Покраснеют; и не можем ли мы с печалью сказать —

Несколько сильных инстинктов и несколько простых правил,

Среди пастухов Альп, совершили

Больше для человечества в этот несчастный день

Чем вся гордость интеллекта и мысли».

Полк, в основном затронутый, был 19-й (для которого полка слово Ваттеполоуа, место их мученичества, стало впоследствии мемориальным боевым кличем). До сих пор это вызывает слезы гнева в наших глазах, когда мы читаем изложение дела. Дюжину лет назад мы впервые прочитали его в очень интересной книге, опубликованной покойным мистером Блэквудом — Жизнь Александра. Этот Александр не присутствовал лично при кровавой катастрофе; но он был на Цейлоне в то время и знал единственного беглеца с того рокового дня. Солдаты 19-го, даже в тот час ужаса, не забыли свою дисциплину, или свой долг, или свою уважительную привязанность к своим офицерам. Когда им приказали сложить оружие (о, низкий идиот, который мог отдать такой приказ!), они протестовали самым серьезным, но самым уважительным образом. Майор Дэви, взволнованный и отвлеченный сценой, сам отозвал приказ. Люди возобновили свое оружие. Увы! снова был отдан роковой приказ; снова он был отозван; но, наконец, он был отдан категорически. Люди с печалью подчинились. Мы спешим к отвратительному заключению. Партиями по двое и по трое наших храбрых соотечественников вызывали ужасные кандийские тигрокоты. Разоруженные безумием их лунатичного командира, какое сопротивление они могли оказать? Один за другим партии, вызванные страдать, были обезглавлены палачом. Офицеры, которые отказались отдать свои пистолеты, обнаружив, что происходит, вышибли себе мозги собственными руками, теперь слишком горько чувствуя, насколько мудрее были бедные рядовые, чем они сами. Наконец на поле наступила тишина. Наступила ночь. Все ушли —

«И тьма была погребателем мертвых».

Читатель может вспомнить самое живописное убийство недалеко от Манчестера, около тринадцати или четырнадцати лет назад, совершенное двумя братьями по фамилии Маккин, где служанка, чье горло было эффективно перерезано, поднялась через некоторое время с земли в самый критический момент (настолько критический, что этим действием и в ту секунду времени она отвела руку убийцы от горла второй жертвы), пошатываясь в своем бреду к двери комнаты, где когда-то проводился клуб, несомненно, под некоторой идеей получения помощи, и у двери, пройдя около пятидесяти футов, упала замертво. Не менее удивительным было воскрешение, как его можно было назвать, английского капрала, изрезанного, изувеченного, переизувеченного и оставленного без признаков жизни. Внезапно он поднялся, жесткий и окровавленный; умирая и бредя, как он чувствовал себя, от страданий из-за истощения и ран, он переплыл реки, прошел сквозь врагов и, двигаясь днем и ночью, внезапно наткнулся на армию кандийцев; здесь он приготовился с удовольствием к смерти, которая теперь казалась неизбежной, когда по счастливой случайности, за неимением более подходящего человека, он был выбран послом к английскому офицеру, командующему кандийским гарнизоном — и таким образом еще раз спасся чудесным образом.

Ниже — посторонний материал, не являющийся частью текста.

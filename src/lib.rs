//! tabula - an in-memory tabular transform engine
//!
//! Evaluates row-level scalar expressions and executes ordered pipelines
//! of table operations (filter, mutate, sort, select, group, ungroup,
//! summarize, join) with explicit three-valued missing semantics.
//!
//! Execution is single-threaded and synchronous; the only state shared
//! across runs is the [`PipelineManager`] registry, which callers reset
//! between independent run cycles.

pub mod expr;
pub mod manager;
pub mod observe;
pub mod transform;
pub mod value;

pub use expr::{BinaryOp, Expr, ExprError, UnaryOp, EXPR_MARKER};
pub use manager::PipelineManager;
pub use transform::{
    Aggregate, Pipeline, RunResult, Runner, Transform, TransformError, GROUP_COLUMN, JOIN_COLUMN,
    TRANSFORM_MARKER,
};
pub use value::{Row, Table, Value};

Иногда, когда мы размышляем над великими сценами трагедии, через которые прошла Европа с 1805 по 1815 год, внезапно из лона полной тьмы возникает вспышка света; занавес поднимается; салон открывается. Мы видим человека, сидящего там в одиночестве, в позе тревоги и ожидания. Чего он ожидает? Чего он боится? Он прислушивается к колесницам бегущей армии. С интервалами он поднимает голову — и мы узнаем его теперь как аббата де Прадта — место, Варшава — время, начало декабря 1812 года. Внезапно слышится топот кавалерии; дверь открывается; входит незнакомец. Мы видим, как в зеркале Корнелиуса Агриппы, его изможденные черты; это мгновенный король, имеющий знак смерти преступника, написанный тайно на его челе; это Мюрат; он поднимает руки с жестом ужаса, приближаясь к аббату. Мы слышим его слова — «Аббат, все потеряно!»

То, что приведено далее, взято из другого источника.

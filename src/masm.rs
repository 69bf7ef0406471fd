//! The JNI macro-assembler facade.
//!
//! The stub generator speaks a fixed vocabulary of pseudo-ops and never
//! names a concrete instruction. Back-ends implement [`JniMacroAssembler`]
//! per ISA; the generator holds one as a trait object. Every pseudo-op is
//! infallible at emission time — branch-range and fixup problems only
//! surface from `finalize_instructions` as an [`EncodingError`].
//!
//! Labels are owned by the assembler: [`create_label`] mints an opaque id,
//! [`bind`] attaches it to the current position exactly once, and any
//! number of branch pseudo-ops may reference it before or after binding.
//!
//! [`create_label`]: JniMacroAssembler::create_label
//! [`bind`]: JniMacroAssembler::bind

use crate::conv::ArgumentLocation;
use crate::error::EncodingError;
use crate::offsets::{FrameOffset, MemberOffset, Offset, ThreadOffset};
use crate::registers::AsmReg;

/// Opaque branch target minted by [`JniMacroAssembler::create_label`].
#[derive(Debug, Clone, Copy, PartialEq, Eq, Hash)]
pub struct MacroLabel(u32);

impl MacroLabel {
    /// Construct from a raw id. Back-end use only; the generator never
    /// builds labels itself.
    pub const fn from_raw(id: u32) -> Self {
        Self(id)
    }

    pub const fn raw(self) -> u32 {
        self.0
    }
}

/// Condition for the unary test pseudo-ops.
#[derive(Debug, Clone, Copy, PartialEq, Eq)]
pub enum JniUnaryCondition {
    Zero,
    NotZero,
}

/// Pseudo-op vocabulary the stub generator emits through.
///
/// Sizes are byte counts from {1, 2, 4, 8}; pointer-width operations pass
/// the target's pointer size explicitly.
pub trait JniMacroAssembler {
    /// Enable or disable CFI byte collection.
    fn set_cfi_enabled(&mut self, enabled: bool);

    /// Ask the back-end to plant extra self-checks in debug runtime
    /// builds.
    fn set_emit_debug_checks(&mut self, enabled: bool);

    // -- Frame lifecycle --

    /// Build the stub frame: push return address and callee saves, store
    /// the method register (when given) at frame offset zero, and adjust
    /// the stack pointer so the frame spans `frame_size` bytes.
    fn build_frame(
        &mut self,
        frame_size: usize,
        method_register: Option<AsmReg>,
        callee_saves: &[AsmReg],
    );

    /// Tear the frame down and return. `may_suspend` tells the back-end
    /// whether the method can have been suspended while the frame was
    /// live, which constrains how callee saves are restored.
    fn remove_frame(&mut self, frame_size: usize, callee_saves: &[AsmReg], may_suspend: bool);

    /// Grow the frame by `adjust` bytes, tracking CFA.
    fn increase_frame_size(&mut self, adjust: usize);

    /// Shrink the frame by `adjust` bytes, tracking CFA.
    fn decrease_frame_size(&mut self, adjust: usize);

    // -- Moves, loads, stores --

    /// Register to register move of `size` bytes.
    fn move_reg(&mut self, dest: AsmReg, src: AsmReg, size: usize);

    /// Load `size` bytes from a frame slot.
    fn load(&mut self, dest: AsmReg, src: FrameOffset, size: usize);

    /// Store `size` bytes to a frame slot.
    fn store(&mut self, dest: FrameOffset, src: AsmReg, size: usize);

    /// Load `size` bytes from `[base + offset]`.
    fn load_from(&mut self, dest: AsmReg, base: AsmReg, offset: MemberOffset, size: usize);

    /// Store `size` bytes to `[base + offset]`.
    fn store_to(&mut self, base: AsmReg, offset: MemberOffset, src: AsmReg, size: usize);

    /// Frame slot to frame slot copy of `size` bytes.
    fn copy(&mut self, dest: FrameOffset, src: FrameOffset, size: usize);

    // -- Thread state --

    /// Load a pointer-sized value from the thread structure.
    fn load_raw_ptr_from_thread(&mut self, dest: AsmReg, offset: ThreadOffset);

    /// Publish the current stack pointer to a thread slot, for the
    /// garbage collector to walk the managed stack.
    fn store_stack_pointer_to_thread(&mut self, offset: ThreadOffset);

    /// Materialise the current thread pointer into an argument location.
    fn get_current_thread(&mut self, dest: ArgumentLocation);

    // -- Calls and jumps --

    /// Indirect call through `[base + offset]`.
    fn call(&mut self, base: AsmReg, offset: Offset);

    /// Call through a thread-structure entrypoint slot.
    fn call_from_thread(&mut self, offset: ThreadOffset);

    /// Tail jump through `[base + offset]`.
    fn jump(&mut self, base: AsmReg, offset: Offset);

    /// Unconditional jump to a label.
    fn jump_to(&mut self, target: MacroLabel);

    // -- Reference handles --

    /// Turn the spilled raw reference at `spilled_reference` into a
    /// handle in `dest`: null when the slot holds null (and null is
    /// allowed), otherwise the address of the slot. `in_reg` supplies the
    /// reference value when it is still live in a register, sparing the
    /// reload for the null test.
    fn create_jobject_in_register(
        &mut self,
        dest: AsmReg,
        spilled_reference: FrameOffset,
        in_reg: Option<AsmReg>,
        null_allowed: bool,
    );

    /// As above, but write the handle to a stack slot.
    fn create_jobject_on_stack(
        &mut self,
        dest: FrameOffset,
        spilled_reference: FrameOffset,
        null_allowed: bool,
    );

    // -- Runtime checks --

    /// Branch to `on_exception` if the thread has a pending exception.
    fn exception_poll(&mut self, on_exception: MacroLabel);

    /// Branch to `on_suspend` if the thread has a suspend request.
    fn suspend_check(&mut self, on_suspend: MacroLabel);

    /// Hand control to the runtime's exception delivery. Does not return.
    fn deliver_pending_exception(&mut self);

    /// Branch on the thread's concurrent-marking flag.
    fn test_gc_marking(&mut self, target: MacroLabel, condition: JniUnaryCondition);

    /// Branch on the lock-word mark bit of the object in `reference`.
    fn test_mark_bit(&mut self, reference: AsmReg, target: MacroLabel, condition: JniUnaryCondition);

    // -- Result width --

    /// Sign-extend the low `size` bytes of `reg` to word width.
    fn sign_extend(&mut self, reg: AsmReg, size: usize);

    /// Zero-extend the low `size` bytes of `reg` to word width.
    fn zero_extend(&mut self, reg: AsmReg, size: usize);

    // -- Labels --

    fn create_label(&mut self) -> MacroLabel;

    /// Attach `label` to the current position. Each label must be bound
    /// exactly once before finalisation.
    fn bind(&mut self, label: MacroLabel);

    // -- CFI --

    /// Record a CFA delta that happens out of line (slow paths re-enter
    /// with a stack depth the main path has already unwound).
    fn adjust_cfa_offset(&mut self, delta: i32);

    /// The CFA offset the assembler believes is current.
    fn current_cfa_offset(&self) -> usize;

    // -- Finalisation --

    /// Stop accepting pseudo-ops and run fixups.
    fn finalize_code(&mut self);

    /// Final code size in bytes. Valid after `finalize_code`.
    fn code_size(&self) -> usize;

    /// Write the final machine code into `buffer` (of exactly
    /// `code_size` bytes), resolving all label references.
    fn finalize_instructions(&mut self, buffer: &mut [u8]) -> Result<(), EncodingError>;

    /// Collected CFI bytes. Empty when CFI is disabled.
    fn cfi_data(&self) -> &[u8];
}
#[cfg(test)]
mod tests {
    use super::*;

    #[test]
    fn test_unbound_label_fails_finalisation() {
        let mut masm = RecordingAssembler::new();
        let label = masm.create_label();
        masm.exception_poll(label);
        masm.finalize_code();
        let mut buffer = vec![0u8; masm.code_size()];
        let err = masm.finalize_instructions(&mut buffer).unwrap_err();
        assert!(err.reason.contains("never bound"));
    }

    #[test]
    #[should_panic(expected = "label bound twice")]
    fn test_double_bind_panics() {
        let mut masm = RecordingAssembler::new();
        let label = masm.create_label();
        masm.bind(label);
        masm.bind(label);
    }

    #[test]
    #[should_panic(expected = "frame imbalance")]
    fn test_unbalanced_frame_panics() {
        let mut masm = RecordingAssembler::new();
        masm.build_frame(96, None, &[]);
        masm.increase_frame_size(16);
        masm.remove_frame(96, &[], true);
    }

    #[test]
    fn test_cfa_tracking() {
        let mut masm = RecordingAssembler::new();
        masm.build_frame(96, None, &[]);
        assert_eq!(masm.current_cfa_offset(), 96);
        masm.increase_frame_size(32);
        assert_eq!(masm.current_cfa_offset(), 128);
        masm.decrease_frame_size(32);
        masm.remove_frame(96, &[], true);
        assert_eq!(masm.current_cfa_offset(), 96);
    }

    #[test]
    fn test_jni_convention_pseudo_params() {
        let shorty = Shorty::new("VI");
        let mut conv = TestJniConvention::new(
            true,
            false,
            false,
            false,
            shorty,
            PointerSize::Bits64,
            false,
        );
        conv.reset(FrameOffset(0));
        // JNIEnv* in gp1.
        assert!(conv.is_current_param_in_register());
        assert_eq!(conv.current_param_register().unwrap(), AsmReg::gp(1));
        assert!(!conv.is_current_param_a_reference());
        conv.next();
        // jclass in gp2.
        assert!(conv.is_current_param_a_reference());
        assert_eq!(conv.current_param_register().unwrap(), AsmReg::gp(2));
        conv.next();
        // The int parameter in gp3.
        assert_eq!(conv.current_param_register().unwrap(), AsmReg::gp(3));
        assert_eq!(conv.current_param_size(), 4);
        conv.next();
        assert!(!conv.has_next());
    }

    #[test]
    fn test_jni_convention_stack_overflow_args() {
        // Five GP-class parameters against a four-register pool.
        let shorty = Shorty::new("VIIIII");
        let mut conv = TestJniConvention::new(
            true,
            false,
            false,
            true,
            shorty,
            PointerSize::Bits64,
            false,
        );
        conv.reset(FrameOffset(0));
        for _ in 0..4 {
            assert!(conv.is_current_param_in_register());
            conv.next();
        }
        assert!(conv.is_current_param_on_stack());
        assert_eq!(conv.current_param_stack_offset().unwrap(), FrameOffset(0));
        assert_eq!(
            conv.current_param_register().unwrap_err(),
            ConventionError::InvalidParamKind
        );
        conv.next();
        assert!(!conv.has_next());
        assert_eq!(conv.out_frame_size(), 16);
    }

    #[test]
    fn test_managed_convention_slots() {
        // Instance method (J, I): `this` in gp1, long in two slots, int
        // after it.
        let shorty = Shorty::new("VJI");
        let mut conv = TestManagedConvention::new(false, shorty, PointerSize::Bits64);
        conv.reset(FrameOffset(160));
        assert!(conv.is_current_param_in_register());
        assert!(conv.is_current_param_a_reference());
        assert_eq!(
            conv.current_param_stack_offset().unwrap(),
            FrameOffset(160 + 8)
        );
        conv.next();
        assert!(conv.is_current_param_long_or_double());
        assert_eq!(
            conv.current_param_stack_offset().unwrap(),
            FrameOffset(160 + 8 + 4)
        );
        assert_eq!(conv.current_param_size(), 8);
        conv.next();
        assert_eq!(
            conv.current_param_stack_offset().unwrap(),
            FrameOffset(160 + 8 + 12)
        );
        conv.next();
        assert!(!conv.has_next());
    }

    #[test]
    fn test_critical_convention_has_no_saves() {
        let conv = TestJniConvention::new(
            true,
            false,
            false,
            true,
            Shorty::new("II"),
            PointerSize::Bits32,
            false,
        );
        assert!(conv.callee_save_registers().is_empty());
        assert_eq!(conv.core_spill_mask(), 0);
        assert_eq!(conv.out_frame_size(), 0);
    }
}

Даже так, когда английский солдат, шатаясь от своих страданий и усталости, был допущен в осажденную крепость, его первые слова, более простые в выражении, чем у Мюрата, были той же ужасной цели — «Ваша честь», сказал он, «все пропало»; и это было произнесено в качестве пролога, затем он доставил сообщение, с которым был заряжен, и это был вызов от кандийского генерала выйти и сражаться без помощи его артиллерии. Мрачный отчет был как раз вовремя; тьма тогда наступала. Английский офицер забил свои пушки; и, с его гарнизоном, бежал ночью из форта, в котором иначе он погиб бы от голода или штурма, если бы кандийские силы были равны такому усилию. Этот капрал был, строго говоря, единственным человеком, который спасся, один или два других выживших были сохранены как пленники по некоторым особым причинам. Из этой группы пленников был майор Дэви, командир, которого мистер Беннет приветствует титулом «галантный» и сожалеет, что «сильная рука смерти» перехватила его извинение.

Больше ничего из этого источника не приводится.